Zavallı ben'in aklından geçen ilk düşünce "yalan söylüyor, benden para almak tek derdi" oldu. 5 saniye içinde de utanç hissettim. o kadar açık bir paylaşımı böyle algılamak utanç verici. kafamın içinde alt benliklerimden en sevdiğim (sürekli beni eleştiren) Sen kimsin ki diye bağırıyordu? Sen kendini ne sanıyorsun? Paran varsa verirsin yoksa da vermezsin olur biter; konu çok basit.. Dünyanın sayılı zenginlerinden miyim ve geçmişimde defalarca dolandırıldım mı? Bu korkunç korkak ve kibirli hale ne zaman geldim bilmiyorum, utandığımı hatırlıyorum sadece... Aydınlanma  ve utanma.


İnsanlara sadece gönülden verebilirsin aksi senin için de onlar için de anlamlı değil...

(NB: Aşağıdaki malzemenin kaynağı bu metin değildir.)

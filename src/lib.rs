//! Kuba Counter - in-memory, lock-free, per-minute dimensional event counter
//!
//! This library counts events labelled with string dimensions
//! (`{"country": "US", "plan": "pro"}`) at one-minute resolution and answers
//! grouped, filtered aggregate queries over them:
//! - Dictionary encoding of labels to dense `u32` ids (the only lock on ingest)
//! - CityHash-style 64-bit content hashing for identity and partitioning
//! - One cube per UTC day of `1440 × 64` lock-free counter chains
//! - Parallel per-partition query fan-out with a blocking merge
//!
//! ```rust
//! use chrono::Utc;
//! use kuba_counter::{Engine, Query};
//!
//! let engine = Engine::new();
//! engine.increment(Utc::now(), [("country", "US"), ("plan", "pro")], 1)?;
//!
//! let result = engine.query(&Query::new().group_by("country").filter("plan", ["pro"]));
//! assert_eq!(result.total(), 1);
//! # Ok::<(), kuba_counter::Error>(())
//! ```

#![warn(missing_docs)]
#![warn(clippy::all)]

pub mod counter;
pub mod dictionary;
pub mod engine;
pub mod error;
pub mod hash;
pub mod query;
pub mod types;

/// Prometheus metrics and telemetry
pub mod metrics;

/// Configuration management with TOML support
pub mod config;

// Re-export main types
pub use config::Config;
pub use dictionary::DictionaryEncoder;
pub use engine::{Engine, EngineBuilder, EngineStatsSnapshot};
pub use error::{Error, Result, ValidationError};
pub use hash::PartitionPolicy;
pub use query::{GroupingPolicy, IdQuery, Query, QueryResult};
pub use types::{DimensionId, EncodedEvent, TimeSlot, ValueId};
//! String Interning for Dimension Names and Values
//!
//! Maps strings to dense u32 IDs and back. IDs are handed out in first-seen
//! order starting at 0 and are never reused or reassigned, so the reverse
//! map is a plain vector indexed by ID.
//!
//! # Thread Safety
//!
//! `StringInterner` itself is not synchronized. The dictionary encoder
//! owns all interners behind a single mutex, which is the only lock on the
//! ingestion path.

use std::collections::HashMap;

/// A bidirectional string <-> id table
#[derive(Debug, Default)]
pub struct StringInterner {
    /// Forward map: string -> ID
    string_to_id: HashMap<String, u32>,

    /// Reverse map: ID -> string
    id_to_string: Vec<String>,
}

impl StringInterner {
    /// Create an empty interner
    pub fn new() -> Self {
        Self::default()
    }

    /// Create with pre-allocated capacity
    pub fn with_capacity(capacity: usize) -> Self {
        Self {
            string_to_id: HashMap::with_capacity(capacity),
            id_to_string: Vec::with_capacity(capacity),
        }
    }

    /// Intern a string, returning its ID
    ///
    /// Returns the existing ID when the string is known, otherwise assigns
    /// the next ID (the current number of interned strings).
    pub fn intern(&mut self, s: &str) -> u32 {
        if let Some(&id) = self.string_to_id.get(s) {
            return id;
        }

        let id = self.id_to_string.len() as u32;
        self.string_to_id.insert(s.to_string(), id);
        self.id_to_string.push(s.to_string());
        id
    }

    /// Get the ID for a string if it exists (without interning)
    pub fn get_id(&self, s: &str) -> Option<u32> {
        self.string_to_id.get(s).copied()
    }

    /// Resolve an ID back to its string
    pub fn resolve(&self, id: u32) -> Option<&str> {
        self.id_to_string.get(id as usize).map(String::as_str)
    }

    /// Number of interned strings
    pub fn len(&self) -> usize {
        self.id_to_string.len()
    }

    /// Check if empty
    pub fn is_empty(&self) -> bool {
        self.id_to_string.is_empty()
    }

    /// Iterate `(id, string)` in ID order
    pub fn iter(&self) -> impl Iterator<Item = (u32, &str)> + '_ {
        self.id_to_string
            .iter()
            .enumerate()
            .map(|(id, s)| (id as u32, s.as_str()))
    }

    /// Estimate memory usage in bytes
    pub fn memory_usage(&self) -> usize {
        // Each string is stored twice (map key and reverse entry)
        let map_overhead = self.string_to_id.capacity()
            * (std::mem::size_of::<String>() + std::mem::size_of::<u32>());
        let string_bytes: usize = self.id_to_string.iter().map(|s| s.len() * 2).sum();

        map_overhead
            + string_bytes
            + self.id_to_string.capacity() * std::mem::size_of::<String>()
    }
}

#[cfg(test)]
mod tests {
    use super::*;

    #[test]
    fn test_string_interner_basic() {
        let mut interner = StringInterner::new();

        let id1 = interner.intern("hello");
        let id2 = interner.intern("world");
        let id3 = interner.intern("hello");

        assert_eq!(id1, 0);
        assert_eq!(id2, 1);
        assert_eq!(id1, id3);
        assert_eq!(interner.len(), 2);

        assert_eq!(interner.resolve(id1), Some("hello"));
        assert_eq!(interner.resolve(id2), Some("world"));
        assert_eq!(interner.resolve(7), None);
    }

    #[test]
    fn test_get_id_does_not_intern() {
        let mut interner = StringInterner::with_capacity(4);
        assert_eq!(interner.get_id("host"), None);
        assert!(interner.is_empty());

        interner.intern("host");
        assert_eq!(interner.get_id("host"), Some(0));
    }

    #[test]
    fn test_empty_string_is_a_regular_entry() {
        let mut interner = StringInterner::new();
        assert_eq!(interner.intern(""), 0);
        assert_eq!(interner.intern("x"), 1);
        assert_eq!(interner.resolve(0), Some(""));
        assert_eq!(
            interner.iter().collect::<Vec<_>>(),
            vec![(0, ""), (1, "x")]
        );
    }

    #[test]
    fn test_memory_estimation() {
        let mut interner = StringInterner::new();
        for i in 0..100 {
            interner.intern(&format!("server-{}", i));
        }
        let mem = interner.memory_usage();
        assert!(mem > 0);
        assert!(mem < 1_000_000);
    }
}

Kocaman bir salak gibi hissettim.


Hediye için teşekkürler herkese...

1 yorum:

  1. Keşke herkes yaşadığı olayları bırak başkasına söylemeyi, ortaya yazmayı biraz olsun kendi kendine söyleyebilse bazılarını başarabilir.. Ama koca koca adamlar bırak kendileri ile yüzleşmeyi veya kendilerini geliştirmeyi böyle bir bakış açısının olduğunun bile farkında değiller... Yazık hem de koca bir yazık kendilerini her yaşanmışlıkta böyle tokatlamayanlara....
    Tek kelime ile silkeledin beni.... Teşekkürler.... B.D.